I could walk you down the path of details and despair, but I don’t believe my story is far from cliche. ‘Boy meets girl, girl likes boy, boy makes girl fall in love, boy leaves’. Unfortunately for me, no cliffhanger. I could not lie and say I haven’t scripted a thousand happily ever after endings, but all are stagnant in pre-production due to bad casting.
Since prince charming’s departure, I have been floating in and out of bitterness, caused by his deceit and betrayal. Publicly embarrassed by my personal sadness and his not so private profile. Stumped by minor depression awaiting his return. Above it all, then back down again.
I dedicated so much of my time and focus on my partner that I had forgotten about me. I lost my personal pursuit of happiness, finding comfort in what felt everlasting. My aspirations and goals were not at the forefront of my everyday routine, my boyfriend was. I thought we were so in love, but love is just a feeling, and feelings change. At the end of the day, we were both expendable. However, until things ended, I could not see my life without him.
What I have learned from this experience is that, I am the sole-proprietor of me. I am in control of my decisions, feelings, ideas, etc. There are going to be constant external factors that have the potential to sway or interfere with these feelings or ideas, but my reaction is the only determinate of my well being. When you least expect it your life can change completely, how you react to that change is completely your decision.
I was afraid of this first love, but after losing love, I realize I still have love to give. I have shed more than a thousand tears but I am still here. The weight that I once put on the word “Love” crumbled down on me the moment my heart was broken. Now I try to use the word more often to increase its value and lessen expectations of what it’s supposed to be.
Falling in love is beautiful and high expectations are great but you can only set high expectations for yourself, and only hope someone will catch you when you fall. Balance is key, and I can only move forward from here.

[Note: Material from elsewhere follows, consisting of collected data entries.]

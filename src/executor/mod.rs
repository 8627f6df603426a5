// Copyright (c) 2025-2026 Adrian Robinson. Licensed under the AGPL-3.0.
// See LICENSE file in the project root for full license text.

//! Analyzed batch executor.
//!
//! Applies one [`AnalyzedOplogBatch`] inside one backend transaction:
//!
//! ```text
//! apply(batch)
//!   │
//!   ├── SingleOp      ──► execute_single        begin → apply → commit
//!   ├── CudBatch      ──► execute_cud           begin → apply × N → commit
//!   └── NamespaceJob  ──► execute_namespace_job begin → apply → commit
//!
//! BackendRollback ──► retry whole unit (bounded)    ──► GiveUp
//! anything else   ──► roll back, report immediately ──► ApplyAborted
//! ```
//!
//! A CUD batch either commits whole or leaves nothing behind; a failure at
//! position `k` is reported as `ApplyError::InBatch { index: k, .. }`.

pub mod metrics;

pub use metrics::ExecutorMetrics;

use crate::analyzer::{AnalyzedOplogBatch, CudBatch, NamespaceJob};
use crate::backend::{ApplierContext, StorageBackend};
use crate::error::{ApplyError, ReplicationError, Result};
use crate::oplog::OplogOperation;
use crate::resilience::{retry, RetryConfig, RetryError};
use std::sync::Arc;
use tokio::time::Instant;
use tracing::{debug, instrument, warn};

/// Applies analyzed batches to a [`StorageBackend`].
pub struct AnalyzedOplogBatchExecutor {
    replica: String,
    backend: Arc<dyn StorageBackend>,
    conflict_retry: RetryConfig,
    metrics: ExecutorMetrics,
}

impl AnalyzedOplogBatchExecutor {
    pub fn new(replica: &str, backend: Arc<dyn StorageBackend>, conflict_retry: RetryConfig) -> Self {
        Self {
            replica: replica.to_string(),
            backend,
            conflict_retry,
            metrics: ExecutorMetrics::new(replica),
        }
    }

    pub fn metrics(&self) -> &ExecutorMetrics {
        &self.metrics
    }

    /// Apply one operation in its own transaction.
    #[instrument(skip_all, fields(replica = %self.replica, op_time = %op.op_time, kind = %op.kind))]
    pub async fn execute_single(&self, op: &OplogOperation, ctx: ApplierContext) -> std::result::Result<(), ApplyError> {
        let started = Instant::now();
        let mut tx = self.backend.begin(ctx).await.map_err(|e| e.at(op.op_time))?;

        if let Err(e) = tx.apply(op, ctx).await {
            tx.rollback().await;
            return Err(e.at(op.op_time));
        }
        tx.commit().await.map_err(|e| e.at(op.op_time))?;

        self.metrics.record_single_op(op, started.elapsed());
        Ok(())
    }

    /// Apply a whole CUD batch in one transaction, in order.
    #[instrument(skip_all, fields(replica = %self.replica, namespace = %batch.namespace, len = batch.ops.len()))]
    pub async fn execute_cud(&self, batch: &CudBatch, ctx: ApplierContext) -> std::result::Result<(), ApplyError> {
        let Some(last) = batch.ops.last() else {
            return Ok(());
        };
        let started = Instant::now();
        let mut tx = self.backend.begin(ctx).await.map_err(|e| e.at(batch.ops[0].op_time))?;

        for (index, op) in batch.ops.iter().enumerate() {
            if let Err(e) = tx.apply(op, ctx).await {
                tx.rollback().await;
                debug!(index, op_time = %op.op_time, error = %e, "CUD batch failed, rolled back");
                return Err(ApplyError::InBatch {
                    index,
                    namespace: batch.namespace.to_string(),
                    source: Box::new(e.at(op.op_time)),
                });
            }
        }
        tx.commit().await.map_err(|e| e.at(last.op_time))?;

        self.metrics.record_cud_batch(batch.ops.len(), started.elapsed());
        Ok(())
    }

    /// Apply a collection-level DDL operation in its own transaction.
    #[instrument(skip_all, fields(replica = %self.replica, namespace = %job.namespace, op_time = %job.op.op_time))]
    pub async fn execute_namespace_job(
        &self,
        job: &NamespaceJob,
        ctx: ApplierContext,
    ) -> std::result::Result<(), ApplyError> {
        let started = Instant::now();
        let mut tx = self.backend.begin(ctx).await.map_err(|e| e.at(job.op.op_time))?;

        if let Err(e) = tx.apply(&job.op, ctx).await {
            tx.rollback().await;
            return Err(e.at(job.op.op_time));
        }
        tx.commit().await.map_err(|e| e.at(job.op.op_time))?;

        self.metrics.record_namespace_job(started.elapsed());
        Ok(())
    }

    async fn execute(&self, batch: &AnalyzedOplogBatch, ctx: ApplierContext) -> std::result::Result<(), ApplyError> {
        match batch {
            AnalyzedOplogBatch::SingleOp(op) => self.execute_single(op, ctx).await,
            AnalyzedOplogBatch::CudBatch(cud) => self.execute_cud(cud, ctx).await,
            AnalyzedOplogBatch::NamespaceJob(job) => self.execute_namespace_job(job, ctx).await,
        }
    }

    /// Apply `batch`, retrying backend conflicts, and return its last operation.
    ///
    /// # Errors
    ///
    /// - [`ReplicationError::GiveUp`] once the conflict retry budget is spent
    /// - [`ReplicationError::ApplyAborted`] for any non-retryable failure
    pub async fn apply(&self, batch: &AnalyzedOplogBatch, ctx: ApplierContext) -> Result<OplogOperation> {
        let last_op = batch
            .last_op()
            .cloned()
            .ok_or_else(|| ReplicationError::Internal("empty analyzed batch".to_string()))?;

        let mut attempts = 0usize;
        let outcome = retry(&self.conflict_retry, batch.label(), |attempt| {
            attempts = attempt;
            self.execute(batch, ctx)
        })
        .await;
        self.metrics.record_retries(batch.label(), attempts.saturating_sub(1));

        match outcome {
            Ok(()) => Ok(last_op),
            Err(RetryError::GiveUp { attempts, last }) => {
                warn!(
                    replica = %self.replica,
                    batch = batch.label(),
                    attempts,
                    last_op = %last_op.op_time,
                    error = %last,
                    "Giving up on batch after repeated backend conflicts"
                );
                self.metrics.record_failure(batch.label(), "give_up");
                Err(ReplicationError::GiveUp { attempts, last })
            }
            Err(RetryError::Abort(cause)) => {
                warn!(
                    replica = %self.replica,
                    batch = batch.label(),
                    failed_index = ?cause.failed_index(),
                    error = %cause,
                    "Batch failed"
                );
                self.metrics.record_failure(batch.label(), "aborted");
                Err(ReplicationError::ApplyAborted(cause))
            }
        }
    }
}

I take each day to get to know myself a little better, and learn to love myself a little more because there is no realer love than that.

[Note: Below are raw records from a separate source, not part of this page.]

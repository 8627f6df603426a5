// Copyright (c) 2025-2026 Adrian Robinson. Licensed under the AGPL-3.0.
// See LICENSE file in the project root for full license text.

//! Error types for the replication engine.
//!
//! Two layers of errors live here:
//!
//! - [`ReplicationError`]: everything the fetcher, the service and the
//!   watermark store can fail with. Each variant maps to a closed
//!   [`ErrorKind`] with a stable discriminant.
//! - [`ApplyError`]: what the batch executor reports when a single operation
//!   or a batch cannot be applied to the local store.
//!
//! # Error Categories
//!
//! | Variant | Kind | Retryable | Fetcher reaction |
//! |---------|------|-----------|------------------|
//! | `SourceUnreachable` | `SourceUnreachable` | Yes | sleep, reselect |
//! | `NoSyncSource` | `NoSyncSource` | Yes | sleep, reselect |
//! | `Network` | `Transient` | Yes | restart attempt |
//! | `OplogStartMissing` | `ProtocolViolation` | No | abort |
//! | `UnsupportedOperation` | `ProtocolViolation` | No | abort |
//! | `OutOfOrder` | `ProtocolViolation` | No | abort |
//! | `GiveUp` | `GiveUp` | No | batch fails |
//! | `ApplyAborted` | `Abort` / `UserData` | No | batch fails |
//! | `WatermarkStore` | `Storage` | No | operator attention |
//! | `Config` | `Config` | No | fix and restart |
//! | `InvalidState` | `Internal` | No | caller bug |
//! | `Shutdown` | `Shutdown` | No | terminating |
//! | `Internal` | `Internal` | No | abort |

use crate::oplog::OpTime;
use thiserror::Error;

/// Result type alias for replication operations.
pub type Result<T> = std::result::Result<T, ReplicationError>;

/// Closed classification of every failure the engine can report.
///
/// Discriminants are stable and may be exported (e.g. as a metric label value
/// or an exit code).
#[derive(Debug, Clone, Copy, PartialEq, Eq, Hash)]
#[repr(u8)]
pub enum ErrorKind {
    SourceUnreachable = 1,
    NoSyncSource = 2,
    Transient = 3,
    Rollback = 4,
    ProtocolViolation = 5,
    GiveUp = 6,
    Abort = 7,
    UserData = 8,
    Config = 9,
    Storage = 10,
    Shutdown = 11,
    Internal = 12,
}

impl ErrorKind {
    /// Short label used for logging and metrics.
    pub fn as_str(&self) -> &'static str {
        match self {
            Self::SourceUnreachable => "source_unreachable",
            Self::NoSyncSource => "no_sync_source",
            Self::Transient => "transient",
            Self::Rollback => "rollback",
            Self::ProtocolViolation => "protocol_violation",
            Self::GiveUp => "give_up",
            Self::Abort => "abort",
            Self::UserData => "user_data",
            Self::Config => "config",
            Self::Storage => "storage",
            Self::Shutdown => "shutdown",
            Self::Internal => "internal",
        }
    }
}

impl std::fmt::Display for ErrorKind {
    fn fmt(&self, f: &mut std::fmt::Formatter<'_>) -> std::fmt::Result {
        f.write_str(self.as_str())
    }
}

/// Errors that can occur during replication.
///
/// Use [`is_retryable()`](Self::is_retryable) to check whether the fetcher
/// should try again, and [`kind()`](Self::kind) for the closed classification.
#[derive(Error, Debug)]
pub enum ReplicationError {
    /// The chosen sync source could not be contacted.
    #[error("Sync source {source_id} unreachable: {message}")]
    SourceUnreachable { source_id: String, message: String },

    /// No candidate qualifies as a sync source right now.
    #[error("No sync source available: {0}")]
    NoSyncSource(String),

    /// Transient network or backend failure while streaming.
    ///
    /// The fetch attempt is restarted from the current watermark.
    #[error("Network error ({operation}): {message}")]
    Network { operation: String, message: String },

    /// The source's oplog is empty, so our position cannot be verified.
    #[error("Oplog start missing on {source_id}")]
    OplogStartMissing { source_id: String },

    /// The source returned an operation we cannot interpret.
    #[error("Unsupported oplog operation kind {kind:?}")]
    UnsupportedOperation { kind: String },

    /// The source returned an operation that does not advance the watermark.
    #[error("Out of order operation: {received} does not follow {watermark}")]
    OutOfOrder { watermark: OpTime, received: OpTime },

    /// Backend conflict retries were exhausted for one batch.
    #[error("Gave up applying batch after {attempts} attempts: {last}")]
    GiveUp {
        attempts: usize,
        #[source]
        last: ApplyError,
    },

    /// A batch failed with a non-retryable error.
    #[error("Apply aborted: {0}")]
    ApplyAborted(#[source] ApplyError),

    /// SQLite error while persisting the watermark.
    ///
    /// Not retryable - indicates local database issues that need attention.
    #[error("Watermark store error: {0}")]
    WatermarkStore(#[from] sqlx::Error),

    /// Invalid or missing configuration.
    #[error("Configuration error: {0}")]
    Config(String),

    /// Operation attempted in the wrong lifecycle state.
    #[error("Invalid state: expected {expected}, got {actual}")]
    InvalidState { expected: String, actual: String },

    /// Shutdown in progress.
    #[error("Shutdown in progress")]
    Shutdown,

    /// Unexpected internal error.
    #[error("Internal error: {0}")]
    Internal(String),
}

impl ReplicationError {
    /// Create a network error.
    pub fn network(operation: impl Into<String>, message: impl Into<String>) -> Self {
        Self::Network {
            operation: operation.into(),
            message: message.into(),
        }
    }

    /// Create a source-unreachable error.
    pub fn unreachable(source_id: impl Into<String>, message: impl Into<String>) -> Self {
        Self::SourceUnreachable {
            source_id: source_id.into(),
            message: message.into(),
        }
    }

    /// Check if this error is retryable
    pub fn is_retryable(&self) -> bool {
        match self {
            Self::SourceUnreachable { .. } => true,
            Self::NoSyncSource(_) => true,
            Self::Network { .. } => true,
            Self::OplogStartMissing { .. } => false,
            Self::UnsupportedOperation { .. } => false,
            Self::OutOfOrder { .. } => false,
            Self::GiveUp { .. } => false,
            Self::ApplyAborted(_) => false,
            Self::WatermarkStore(_) => false,
            Self::Config(_) => false,
            Self::InvalidState { .. } => false,
            Self::Shutdown => false,
            Self::Internal(_) => false,
        }
    }

    /// Closed classification of this error.
    pub fn kind(&self) -> ErrorKind {
        match self {
            Self::SourceUnreachable { .. } => ErrorKind::SourceUnreachable,
            Self::NoSyncSource(_) => ErrorKind::NoSyncSource,
            Self::Network { .. } => ErrorKind::Transient,
            Self::OplogStartMissing { .. }
            | Self::UnsupportedOperation { .. }
            | Self::OutOfOrder { .. } => ErrorKind::ProtocolViolation,
            Self::GiveUp { .. } => ErrorKind::GiveUp,
            Self::ApplyAborted(e) if e.root().is_user_data() => ErrorKind::UserData,
            Self::ApplyAborted(_) => ErrorKind::Abort,
            Self::WatermarkStore(_) => ErrorKind::Storage,
            Self::Config(_) => ErrorKind::Config,
            Self::InvalidState { .. } => ErrorKind::Internal,
            Self::Shutdown => ErrorKind::Shutdown,
            Self::Internal(_) => ErrorKind::Internal,
        }
    }
}

/// Errors reported by the batch executor.
#[derive(Error, Debug, Clone, PartialEq, Eq)]
pub enum ApplyError {
    /// The operation could not be translated into a backend write.
    #[error("Cannot apply operation at {op_time}: {message}")]
    Translation { op_time: OpTime, message: String },

    /// The backend rolled the transaction back (conflict, deadlock, serialization).
    ///
    /// Retryable under the executor's retry policy.
    #[error("Backend rolled back the transaction: {message}")]
    BackendRollback { message: String },

    /// The backend rejected data that is legal in the document model.
    #[error("User data rejected at {op_time}: {message}")]
    UserData { op_time: OpTime, message: String },

    /// One operation of a CUD batch failed; nothing of the batch was committed.
    #[error("Operation {index} of batch on {namespace} failed: {source}")]
    InBatch {
        index: usize,
        namespace: String,
        #[source]
        source: Box<ApplyError>,
    },
}

impl ApplyError {
    /// Whether the executor should retry the whole unit of work.
    pub fn is_retryable(&self) -> bool {
        matches!(self.root(), Self::BackendRollback { .. })
    }

    /// Index of the failed operation inside its batch, if the failure came from a batch.
    pub fn failed_index(&self) -> Option<usize> {
        match self {
            Self::InBatch { index, .. } => Some(*index),
            _ => None,
        }
    }

    /// The innermost error, unwrapping batch context.
    pub fn root(&self) -> &ApplyError {
        match self {
            Self::InBatch { source, .. } => source.root(),
            other => other,
        }
    }

    fn is_user_data(&self) -> bool {
        matches!(self, Self::UserData { .. })
    }
}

For my ladies going through a love struggle, be honest with yourself about what you want, and what you deserve. You may want this fairy tale ending, but it might be the one you only think you deserve. Don’t let a love loss, stop you from writing your own story. Romantic relationships are not the only happy endings. Don’t tear your heart off your sleeve, but don’t let anyone else tear it off either. Be a solider of love.